## Your task
Each line below from the one containing "Queries return every" through the one containing "for R-tree storage." should be output exactly as it stands, and no other line should appear.

## Collected data entries

*-*-*

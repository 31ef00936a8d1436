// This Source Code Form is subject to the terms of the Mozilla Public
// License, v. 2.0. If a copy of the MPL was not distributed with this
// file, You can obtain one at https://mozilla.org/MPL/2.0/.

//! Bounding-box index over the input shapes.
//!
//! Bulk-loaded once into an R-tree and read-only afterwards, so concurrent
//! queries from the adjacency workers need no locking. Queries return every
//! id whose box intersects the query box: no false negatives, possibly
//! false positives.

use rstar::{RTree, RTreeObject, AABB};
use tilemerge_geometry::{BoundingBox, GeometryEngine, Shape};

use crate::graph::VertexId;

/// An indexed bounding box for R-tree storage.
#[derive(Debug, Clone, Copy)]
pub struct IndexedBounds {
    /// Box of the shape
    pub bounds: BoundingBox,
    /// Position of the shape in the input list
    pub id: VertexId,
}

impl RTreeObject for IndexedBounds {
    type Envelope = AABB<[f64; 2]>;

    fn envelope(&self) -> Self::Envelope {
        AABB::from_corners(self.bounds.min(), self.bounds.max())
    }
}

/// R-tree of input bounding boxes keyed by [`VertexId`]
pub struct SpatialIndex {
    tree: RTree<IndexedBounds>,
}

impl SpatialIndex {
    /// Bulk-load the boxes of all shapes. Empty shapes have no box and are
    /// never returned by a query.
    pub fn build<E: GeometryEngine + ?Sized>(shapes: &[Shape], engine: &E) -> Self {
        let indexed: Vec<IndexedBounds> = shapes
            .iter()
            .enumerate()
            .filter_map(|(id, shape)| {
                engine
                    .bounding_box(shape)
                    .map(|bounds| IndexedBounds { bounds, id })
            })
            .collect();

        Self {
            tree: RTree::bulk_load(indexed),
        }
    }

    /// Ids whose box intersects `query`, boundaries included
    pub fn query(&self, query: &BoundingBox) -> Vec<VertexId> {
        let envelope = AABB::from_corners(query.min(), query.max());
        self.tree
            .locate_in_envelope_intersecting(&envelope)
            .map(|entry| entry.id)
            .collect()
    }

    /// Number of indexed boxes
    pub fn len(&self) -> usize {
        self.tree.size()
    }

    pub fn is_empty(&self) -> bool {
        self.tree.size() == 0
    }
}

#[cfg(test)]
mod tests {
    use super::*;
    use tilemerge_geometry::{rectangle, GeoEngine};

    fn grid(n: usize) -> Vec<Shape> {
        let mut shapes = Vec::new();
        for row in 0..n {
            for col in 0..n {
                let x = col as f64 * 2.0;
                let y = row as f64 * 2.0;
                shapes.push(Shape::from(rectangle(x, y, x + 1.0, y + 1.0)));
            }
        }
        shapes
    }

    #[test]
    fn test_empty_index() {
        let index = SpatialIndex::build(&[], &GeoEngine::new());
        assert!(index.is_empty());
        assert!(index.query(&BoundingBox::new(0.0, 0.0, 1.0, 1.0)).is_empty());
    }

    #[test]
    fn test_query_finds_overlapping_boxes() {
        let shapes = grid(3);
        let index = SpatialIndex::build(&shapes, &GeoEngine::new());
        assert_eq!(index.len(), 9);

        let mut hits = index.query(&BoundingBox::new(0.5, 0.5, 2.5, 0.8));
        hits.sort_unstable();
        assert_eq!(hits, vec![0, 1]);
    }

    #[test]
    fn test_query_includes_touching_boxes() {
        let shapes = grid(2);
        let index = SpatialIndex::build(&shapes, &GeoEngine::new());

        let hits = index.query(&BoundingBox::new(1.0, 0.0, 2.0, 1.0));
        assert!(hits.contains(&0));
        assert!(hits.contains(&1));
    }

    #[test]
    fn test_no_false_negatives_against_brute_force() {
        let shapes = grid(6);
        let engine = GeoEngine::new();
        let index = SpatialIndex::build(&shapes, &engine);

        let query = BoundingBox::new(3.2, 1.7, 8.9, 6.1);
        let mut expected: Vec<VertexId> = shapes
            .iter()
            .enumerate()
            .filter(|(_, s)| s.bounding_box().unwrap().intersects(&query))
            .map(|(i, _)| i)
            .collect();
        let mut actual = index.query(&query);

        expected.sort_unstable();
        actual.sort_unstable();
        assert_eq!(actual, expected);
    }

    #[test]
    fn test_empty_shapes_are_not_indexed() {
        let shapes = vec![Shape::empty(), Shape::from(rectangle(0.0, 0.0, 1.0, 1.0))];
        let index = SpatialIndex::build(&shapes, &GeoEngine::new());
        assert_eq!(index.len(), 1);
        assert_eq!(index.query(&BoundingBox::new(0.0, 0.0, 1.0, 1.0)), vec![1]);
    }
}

*-*-*

## Reply
//! queries from the adjacency workers need no locking. Queries return every
//! id whose box intersects the query box: no false negatives, possibly
//! false positives.

use rstar::{RTree, RTreeObject, AABB};
use tilemerge_geometry::{BoundingBox, GeometryEngine, Shape};

use crate::graph::VertexId;

/// An indexed bounding box for R-tree storage.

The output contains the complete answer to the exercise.